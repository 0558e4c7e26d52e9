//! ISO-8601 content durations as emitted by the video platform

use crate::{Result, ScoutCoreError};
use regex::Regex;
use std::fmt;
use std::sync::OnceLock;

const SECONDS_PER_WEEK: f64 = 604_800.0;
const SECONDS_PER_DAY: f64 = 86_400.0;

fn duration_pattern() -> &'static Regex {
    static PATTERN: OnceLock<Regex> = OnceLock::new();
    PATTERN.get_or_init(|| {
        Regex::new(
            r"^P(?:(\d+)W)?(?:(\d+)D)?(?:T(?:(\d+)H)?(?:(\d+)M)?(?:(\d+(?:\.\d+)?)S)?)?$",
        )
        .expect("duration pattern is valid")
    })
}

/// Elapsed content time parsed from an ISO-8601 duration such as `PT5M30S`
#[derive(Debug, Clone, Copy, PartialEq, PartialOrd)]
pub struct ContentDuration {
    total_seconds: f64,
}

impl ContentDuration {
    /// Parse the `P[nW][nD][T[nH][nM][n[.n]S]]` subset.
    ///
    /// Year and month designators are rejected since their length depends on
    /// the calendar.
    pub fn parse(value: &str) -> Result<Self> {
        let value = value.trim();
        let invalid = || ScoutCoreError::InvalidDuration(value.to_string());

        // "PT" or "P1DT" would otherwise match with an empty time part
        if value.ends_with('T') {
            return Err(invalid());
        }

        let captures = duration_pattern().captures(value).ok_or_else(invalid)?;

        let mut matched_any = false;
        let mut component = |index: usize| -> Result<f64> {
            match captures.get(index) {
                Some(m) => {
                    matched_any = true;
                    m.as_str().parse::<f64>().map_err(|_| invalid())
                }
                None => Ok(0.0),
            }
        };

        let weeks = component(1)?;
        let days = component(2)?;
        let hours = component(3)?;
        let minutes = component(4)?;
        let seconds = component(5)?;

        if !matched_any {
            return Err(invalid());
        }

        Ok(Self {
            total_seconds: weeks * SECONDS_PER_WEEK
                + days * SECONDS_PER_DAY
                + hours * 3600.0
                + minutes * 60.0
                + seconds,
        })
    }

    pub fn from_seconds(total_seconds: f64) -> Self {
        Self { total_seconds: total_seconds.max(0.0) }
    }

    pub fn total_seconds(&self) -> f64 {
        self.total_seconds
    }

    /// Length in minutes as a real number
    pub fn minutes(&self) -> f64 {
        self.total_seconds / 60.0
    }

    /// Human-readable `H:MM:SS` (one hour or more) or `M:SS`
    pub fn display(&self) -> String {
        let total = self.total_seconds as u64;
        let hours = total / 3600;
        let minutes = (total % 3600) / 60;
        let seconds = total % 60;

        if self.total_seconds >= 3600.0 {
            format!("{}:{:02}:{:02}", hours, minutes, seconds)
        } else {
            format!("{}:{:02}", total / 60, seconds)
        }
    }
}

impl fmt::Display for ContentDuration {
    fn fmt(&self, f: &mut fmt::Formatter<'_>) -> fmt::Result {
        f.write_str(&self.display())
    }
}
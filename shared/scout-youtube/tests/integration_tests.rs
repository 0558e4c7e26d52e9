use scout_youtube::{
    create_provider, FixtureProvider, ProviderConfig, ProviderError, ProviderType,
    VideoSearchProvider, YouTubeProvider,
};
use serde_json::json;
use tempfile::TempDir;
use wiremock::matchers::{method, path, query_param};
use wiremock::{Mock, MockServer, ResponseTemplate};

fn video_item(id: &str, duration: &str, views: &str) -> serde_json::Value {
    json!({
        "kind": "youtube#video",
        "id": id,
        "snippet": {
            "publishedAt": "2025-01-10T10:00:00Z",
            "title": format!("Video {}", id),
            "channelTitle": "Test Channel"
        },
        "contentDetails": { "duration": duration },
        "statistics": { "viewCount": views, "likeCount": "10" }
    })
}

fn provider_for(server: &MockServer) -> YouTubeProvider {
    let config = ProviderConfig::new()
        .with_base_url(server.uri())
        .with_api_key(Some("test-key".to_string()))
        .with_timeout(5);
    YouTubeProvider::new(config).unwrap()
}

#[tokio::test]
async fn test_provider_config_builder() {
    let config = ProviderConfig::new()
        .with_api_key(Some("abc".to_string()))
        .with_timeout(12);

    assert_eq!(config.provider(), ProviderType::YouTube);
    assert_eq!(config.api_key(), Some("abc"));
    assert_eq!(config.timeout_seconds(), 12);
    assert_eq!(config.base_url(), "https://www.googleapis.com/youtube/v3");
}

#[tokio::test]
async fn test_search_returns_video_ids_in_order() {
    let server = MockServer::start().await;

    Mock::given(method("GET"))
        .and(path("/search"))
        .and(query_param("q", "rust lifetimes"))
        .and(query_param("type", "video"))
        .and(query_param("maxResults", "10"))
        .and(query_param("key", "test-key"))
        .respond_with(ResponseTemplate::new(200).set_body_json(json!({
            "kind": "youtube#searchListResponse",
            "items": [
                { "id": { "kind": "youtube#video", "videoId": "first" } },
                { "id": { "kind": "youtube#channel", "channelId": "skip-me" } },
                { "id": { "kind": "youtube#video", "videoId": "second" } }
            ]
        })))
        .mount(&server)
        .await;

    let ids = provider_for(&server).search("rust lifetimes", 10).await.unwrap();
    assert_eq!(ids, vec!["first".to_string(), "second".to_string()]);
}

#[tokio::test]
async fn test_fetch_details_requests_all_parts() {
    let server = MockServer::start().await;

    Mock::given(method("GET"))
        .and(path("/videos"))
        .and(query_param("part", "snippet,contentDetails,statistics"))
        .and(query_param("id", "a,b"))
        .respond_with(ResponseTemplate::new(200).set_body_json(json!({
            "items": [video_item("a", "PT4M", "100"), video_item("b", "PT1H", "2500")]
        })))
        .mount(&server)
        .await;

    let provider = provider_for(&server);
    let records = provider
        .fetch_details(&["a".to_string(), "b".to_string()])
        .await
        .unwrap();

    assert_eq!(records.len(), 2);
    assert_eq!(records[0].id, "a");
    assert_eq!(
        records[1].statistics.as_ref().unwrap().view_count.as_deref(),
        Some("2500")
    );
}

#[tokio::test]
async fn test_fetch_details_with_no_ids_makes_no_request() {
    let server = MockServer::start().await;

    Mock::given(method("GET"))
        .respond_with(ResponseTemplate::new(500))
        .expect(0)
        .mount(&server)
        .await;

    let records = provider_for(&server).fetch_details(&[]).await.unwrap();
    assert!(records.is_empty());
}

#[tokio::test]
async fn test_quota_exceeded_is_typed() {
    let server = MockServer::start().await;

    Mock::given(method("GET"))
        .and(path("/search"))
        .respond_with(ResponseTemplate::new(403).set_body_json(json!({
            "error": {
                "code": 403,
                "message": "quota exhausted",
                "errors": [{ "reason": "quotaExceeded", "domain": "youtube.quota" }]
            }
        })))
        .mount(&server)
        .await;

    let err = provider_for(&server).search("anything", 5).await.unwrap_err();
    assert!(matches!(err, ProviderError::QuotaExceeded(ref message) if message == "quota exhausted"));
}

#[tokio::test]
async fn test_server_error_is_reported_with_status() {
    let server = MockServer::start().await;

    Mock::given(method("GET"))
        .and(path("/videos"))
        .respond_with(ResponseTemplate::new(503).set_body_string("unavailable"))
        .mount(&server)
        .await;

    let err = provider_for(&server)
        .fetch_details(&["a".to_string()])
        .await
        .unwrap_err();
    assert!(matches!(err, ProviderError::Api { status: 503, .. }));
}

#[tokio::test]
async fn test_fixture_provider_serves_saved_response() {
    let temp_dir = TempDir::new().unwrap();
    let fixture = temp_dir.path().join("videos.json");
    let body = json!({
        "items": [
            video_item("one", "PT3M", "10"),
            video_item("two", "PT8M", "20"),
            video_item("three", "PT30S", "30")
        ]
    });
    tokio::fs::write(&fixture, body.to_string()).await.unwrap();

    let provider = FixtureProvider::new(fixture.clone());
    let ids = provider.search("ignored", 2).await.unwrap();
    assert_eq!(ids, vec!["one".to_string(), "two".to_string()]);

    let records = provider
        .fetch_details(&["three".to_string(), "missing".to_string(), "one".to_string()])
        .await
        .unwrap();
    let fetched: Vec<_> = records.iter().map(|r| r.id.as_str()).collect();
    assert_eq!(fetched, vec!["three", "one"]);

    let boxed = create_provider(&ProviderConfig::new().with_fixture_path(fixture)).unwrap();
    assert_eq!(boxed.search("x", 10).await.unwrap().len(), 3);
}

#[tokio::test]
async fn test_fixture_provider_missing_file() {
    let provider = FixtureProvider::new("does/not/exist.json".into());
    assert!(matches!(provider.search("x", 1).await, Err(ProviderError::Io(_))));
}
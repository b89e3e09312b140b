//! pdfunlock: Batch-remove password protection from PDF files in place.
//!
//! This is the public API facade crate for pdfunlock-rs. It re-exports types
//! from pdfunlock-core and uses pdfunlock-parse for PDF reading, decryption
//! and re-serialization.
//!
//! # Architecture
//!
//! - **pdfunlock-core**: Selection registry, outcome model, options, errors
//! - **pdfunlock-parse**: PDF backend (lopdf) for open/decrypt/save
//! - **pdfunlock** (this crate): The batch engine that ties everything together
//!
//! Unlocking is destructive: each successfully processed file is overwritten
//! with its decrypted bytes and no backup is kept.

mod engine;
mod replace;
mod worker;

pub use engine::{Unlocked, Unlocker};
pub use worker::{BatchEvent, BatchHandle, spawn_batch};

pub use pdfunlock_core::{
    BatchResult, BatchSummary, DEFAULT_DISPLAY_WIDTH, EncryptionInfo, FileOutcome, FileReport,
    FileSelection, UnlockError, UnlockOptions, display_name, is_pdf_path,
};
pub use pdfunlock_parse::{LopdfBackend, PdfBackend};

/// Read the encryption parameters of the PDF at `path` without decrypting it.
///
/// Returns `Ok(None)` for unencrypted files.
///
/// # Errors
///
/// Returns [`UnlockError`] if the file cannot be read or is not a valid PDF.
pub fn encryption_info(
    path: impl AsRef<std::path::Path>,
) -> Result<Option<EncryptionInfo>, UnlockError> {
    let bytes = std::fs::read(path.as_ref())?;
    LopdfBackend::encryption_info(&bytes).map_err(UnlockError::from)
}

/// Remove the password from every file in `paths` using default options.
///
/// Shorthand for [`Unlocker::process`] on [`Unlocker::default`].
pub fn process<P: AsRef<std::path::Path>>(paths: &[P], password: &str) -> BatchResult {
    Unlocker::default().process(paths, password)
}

## Assigned task
State how many lines in the records above contain the word "ScoutCoreError", and give only that number.

## Completed task
2